■ **Assignment**: Select all lines in the records that include "last".

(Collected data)
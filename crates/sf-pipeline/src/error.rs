use std::path::PathBuf;

use thiserror::Error;

use sf_network::NetworkError;
use sf_plant::PlantError;
use sf_port::PortError;
use sf_rake::TransportError;
use sf_table::TableError;
use sf_vessel::VesselError;

#[derive(Debug, Error)]
pub enum PipelineError {
    #[error("pipeline configuration error: {0}")]
    Config(String),

    #[error("cannot read config {path}: {source}")]
    ConfigIo {
        path:   PathBuf,
        #[source]
        source: std::io::Error,
    },

    #[error("cannot parse config {path}: {source}")]
    ConfigParse {
        path:   PathBuf,
        #[source]
        source: toml::de::Error,
    },

    #[error("unknown stage {0:?}")]
    UnknownStage(String),

    #[error(transparent)]
    Network(#[from] NetworkError),

    #[error(transparent)]
    Table(#[from] TableError),

    #[error("plant stage: {0}")]
    Plant(#[from] PlantError),

    #[error("transport stage: {0}")]
    Transport(#[from] TransportError),

    #[error("port stage: {0}")]
    Port(#[from] PortError),

    #[error("vessel stage: {0}")]
    Vessel(#[from] VesselError),
}

pub type PipelineResult<T> = Result<T, PipelineError>;
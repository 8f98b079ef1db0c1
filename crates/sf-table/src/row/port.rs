use chrono::NaiveDate;
use serde::Deserialize;

use sf_core::Material;

use crate::schema::{Column, TableRow, TableSchema, Value};

// ── Port log ──────────────────────────────────────────────────────────────────

/// One port-day of the port flow log.
///
/// The last three fields are stage-file columns read by the vessel stage;
/// they are not persisted.
#[derive(Clone, Debug, PartialEq, Deserialize)]
pub struct PortLogRow {
    pub date:                              NaiveDate,
    pub port_name:                         String,
    pub coal_bod_storage_tonnes:           f64,
    pub limestone_bod_storage_tonnes:      f64,
    pub steel_bod_storage_tonnes:          f64,
    pub coal_arrived_tonnes:               f64,
    pub limestone_arrived_tonnes:          f64,
    pub coal_departed_tonnes:              f64,
    pub limestone_departed_tonnes:         f64,
    pub steel_arrived_tonnes:              f64,
    pub steel_shipped_tonnes:              f64,
    pub coal_eod_storage_tonnes:           f64,
    pub limestone_eod_storage_tonnes:      f64,
    pub steel_eod_storage_tonnes:          f64,
    pub total_cargo_flow_today_tonnes:     f64,
    pub weather_delay_index:               u32,
    pub steel_storage_utilization_percent: f64,
}

impl PortLogRow {
    pub fn bod_storage(&self, material: Material) -> f64 {
        match material {
            Material::Coal      => self.coal_bod_storage_tonnes,
            Material::Limestone => self.limestone_bod_storage_tonnes,
            Material::Steel     => self.steel_bod_storage_tonnes,
        }
    }

    pub fn eod_storage(&self, material: Material) -> f64 {
        match material {
            Material::Coal      => self.coal_eod_storage_tonnes,
            Material::Limestone => self.limestone_eod_storage_tonnes,
            Material::Steel     => self.steel_eod_storage_tonnes,
        }
    }

    pub fn arrived(&self, material: Material) -> f64 {
        match material {
            Material::Coal      => self.coal_arrived_tonnes,
            Material::Limestone => self.limestone_arrived_tonnes,
            Material::Steel     => self.steel_arrived_tonnes,
        }
    }

    /// Departed tonnage; for steel this is the shipped column.
    pub fn departed(&self, material: Material) -> f64 {
        match material {
            Material::Coal      => self.coal_departed_tonnes,
            Material::Limestone => self.limestone_departed_tonnes,
            Material::Steel     => self.steel_shipped_tonnes,
        }
    }
}

const PORT_COLUMNS: &[Column] = &[
    Column::date("date"),
    Column::text("port_name"),
    Column::real("coal_bod_storage_tonnes"),
    Column::real("limestone_bod_storage_tonnes"),
    Column::real("steel_bod_storage_tonnes"),
    Column::real("coal_arrived_tonnes"),
    Column::real("limestone_arrived_tonnes"),
    Column::real("coal_departed_tonnes"),
    Column::real("limestone_departed_tonnes"),
    Column::real("steel_arrived_tonnes"),
    Column::real("steel_shipped_tonnes"),
    Column::real("coal_eod_storage_tonnes"),
    Column::real("limestone_eod_storage_tonnes"),
    Column::real("steel_eod_storage_tonnes"),
    Column::real("total_cargo_flow_today_tonnes").stage_only(),
    Column::integer("weather_delay_index").stage_only(),
    Column::real("steel_storage_utilization_percent").stage_only(),
];

impl TableRow for PortLogRow {
    const SCHEMA: TableSchema = TableSchema {
        table:     "ports",
        file_stem: "port_log",
        producer:  "ports",
        columns:   PORT_COLUMNS,
    };

    fn values(&self) -> Vec<Value> {
        vec![
            self.date.into(),
            self.port_name.as_str().into(),
            self.coal_bod_storage_tonnes.into(),
            self.limestone_bod_storage_tonnes.into(),
            self.steel_bod_storage_tonnes.into(),
            self.coal_arrived_tonnes.into(),
            self.limestone_arrived_tonnes.into(),
            self.coal_departed_tonnes.into(),
            self.limestone_departed_tonnes.into(),
            self.steel_arrived_tonnes.into(),
            self.steel_shipped_tonnes.into(),
            self.coal_eod_storage_tonnes.into(),
            self.limestone_eod_storage_tonnes.into(),
            self.steel_eod_storage_tonnes.into(),
            self.total_cargo_flow_today_tonnes.into(),
            self.weather_delay_index.into(),
            self.steel_storage_utilization_percent.into(),
        ]
    }
}

// ── Port tariffs ──────────────────────────────────────────────────────────────

/// Static handling and storage tariff for one port and material.
#[derive(Clone, Debug, PartialEq, Deserialize)]
pub struct PortTariffRow {
    pub port_name:                  String,
    pub material:                   Material,
    pub handling_cost_inr_tonne:    f64,
    pub storage_cost_inr_tonne_day: f64,
    pub max_throughput_t_day:       f64,
}

const TARIFF_COLUMNS: &[Column] = &[
    Column::text("port_name"),
    Column::text("material"),
    Column::real("handling_cost_inr_tonne"),
    Column::real("storage_cost_inr_tonne_day"),
    Column::real("max_throughput_t_day"),
];

impl TableRow for PortTariffRow {
    const SCHEMA: TableSchema = TableSchema {
        table:     "tariffs",
        file_stem: "port_tariffs",
        producer:  "tariffs",
        columns:   TARIFF_COLUMNS,
    };

    fn values(&self) -> Vec<Value> {
        vec![
            self.port_name.as_str().into(),
            self.material.as_str().into(),
            self.handling_cost_inr_tonne.into(),
            self.storage_cost_inr_tonne_day.into(),
            self.max_throughput_t_day.into(),
        ]
    }
}
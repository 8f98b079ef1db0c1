//! Unit tests for sf-core primitives.

#[cfg(test)]
mod ids {
    use crate::{LocationId, PlantId, RakeId};

    #[test]
    fn index_roundtrip() {
        let id = RakeId(42);
        assert_eq!(id.index(), 42);
        assert_eq!(RakeId::try_from(42usize).unwrap(), id);
    }

    #[test]
    fn narrow_id_rejects_overflow() {
        assert!(LocationId::try_from(70_000usize).is_err());
    }

    #[test]
    fn invalid_sentinels_are_max() {
        assert_eq!(LocationId::INVALID.0, u16::MAX);
        assert_eq!(PlantId::INVALID.0, u16::MAX);
        assert_eq!(RakeId::INVALID.0, u32::MAX);
    }

    #[test]
    fn display() {
        assert_eq!(PlantId(3).to_string(), "PlantId(3)");
    }
}

#[cfg(test)]
mod calendar {
    use chrono::{NaiveDate, Timelike};

    use crate::calendar::{self, SimCalendar};
    use crate::SimRng;

    fn d(y: i32, m: u32, day: u32) -> NaiveDate {
        NaiveDate::from_ymd_opt(y, m, day).unwrap()
    }

    #[test]
    fn calendar_dates() {
        let cal = SimCalendar::new(d(2023, 1, 1), 365);
        assert_eq!(cal.date(0), d(2023, 1, 1));
        assert_eq!(cal.last(), Some(d(2023, 12, 31)));
        assert_eq!(cal.end(), d(2024, 1, 1));
        assert_eq!(cal.dates().count(), 365);
        assert!(cal.contains(d(2023, 6, 1)));
        assert!(!cal.contains(d(2024, 1, 1)));
    }

    #[test]
    fn spanning_is_inclusive() {
        let cal = SimCalendar::spanning(d(2023, 1, 1), d(2023, 1, 3));
        assert_eq!(cal.days, 3);
        assert!(SimCalendar::spanning(d(2023, 1, 3), d(2023, 1, 1)).is_empty());
    }

    #[test]
    fn two_decimal_hours_are_exact_seconds() {
        let eta = calendar::day_start(d(2023, 4, 2));
        let berth = eta + calendar::hours(12.37);
        assert_eq!((berth - eta).num_seconds(), 44_532); // 12.37 h × 3600
        assert!((calendar::hours_between(eta, berth) - 12.37).abs() < 1e-9);
    }

    #[test]
    fn random_time_stays_in_day() {
        let mut rng = SimRng::new(7);
        for _ in 0..500 {
            let t = calendar::random_time_in_day(d(2023, 3, 9), &mut rng);
            assert_eq!(t.date(), d(2023, 3, 9));
            assert!(t.hour() < 24);
        }
    }

    #[test]
    fn parse_accepts_iso_and_space_forms() {
        let a = calendar::parse_datetime("2023-01-05 06:07:08").unwrap();
        let b = calendar::parse_datetime("2023-01-05T06:07:08").unwrap();
        let c = calendar::parse_datetime("2023-01-05 06:07:08.250").unwrap();
        assert_eq!(a, b);
        assert_eq!(a.with_nanosecond(0), c.with_nanosecond(0));
        assert!(calendar::parse_datetime("05/01/2023").is_err());
        assert!(calendar::parse_date("2023-13-01").is_err());
    }
}

#[cfg(test)]
mod rng {
    use crate::SimRng;

    #[test]
    fn deterministic_same_seed() {
        let mut r1 = SimRng::new(12345);
        let mut r2 = SimRng::new(12345);
        for _ in 0..100 {
            let a = r1.uniform(0.0, 1.0);
            let b = r2.uniform(0.0, 1.0);
            assert_eq!(a, b);
        }
    }

    #[test]
    fn children_diverge_by_offset() {
        let mut root_a = SimRng::new(1);
        let mut root_b = SimRng::new(1);
        let mut c0 = root_a.child(0);
        let mut c1 = root_b.child(1);
        let a: u64 = c0.gen_range(0..u64::MAX);
        let b: u64 = c1.gen_range(0..u64::MAX);
        assert_ne!(a, b, "children with different offsets should diverge");
    }

    #[test]
    fn uniform_degenerate_range() {
        let mut rng = SimRng::new(0);
        assert_eq!(rng.uniform(5.0, 5.0), 5.0);
        assert_eq!(rng.uniform(9.0, 1.0), 9.0);
        for _ in 0..1000 {
            let v = rng.uniform(0.9, 1.1);
            assert!((0.9..1.1).contains(&v));
        }
    }

    #[test]
    fn weighted_index_respects_zero_weight() {
        let mut rng = SimRng::new(3);
        for _ in 0..200 {
            assert_eq!(rng.choose_weighted_index(&[0.0, 1.0, 0.0]), Some(1));
        }
        assert_eq!(rng.choose_weighted_index(&[]), None);
        assert_eq!(rng.choose_weighted_index(&[0.0, 0.0]), None);
    }

    #[test]
    fn gen_bool_extremes() {
        let mut rng = SimRng::new(0);
        assert!(!rng.gen_bool(0.0));
        assert!(rng.gen_bool(1.0));
    }
}

#[cfg(test)]
mod material {
    use crate::{Material, MaterialFlow, round2};

    #[test]
    fn flow_direction() {
        assert_eq!(Material::Coal.flow(), MaterialFlow::Inbound);
        assert_eq!(Material::Limestone.flow(), MaterialFlow::Inbound);
        assert_eq!(Material::Steel.flow(), MaterialFlow::Outbound);
    }

    #[test]
    fn parse_and_display() {
        for m in Material::ALL {
            assert_eq!(m.to_string().parse::<Material>().unwrap(), m);
            assert_eq!(Material::ALL[m.index()], m);
        }
        assert!("Iron".parse::<Material>().is_err());
    }

    #[test]
    fn rounding() {
        assert_eq!(round2(1.005_1), 1.01);
        assert_eq!(round2(-2.499), -2.5);
        assert_eq!(round2(10.0), 10.0);
    }
}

■ **Exercise solution**:
/// The last three fields are stage-file columns read by the vessel stage;
        assert_eq!(cal.last(), Some(d(2023, 12, 31)));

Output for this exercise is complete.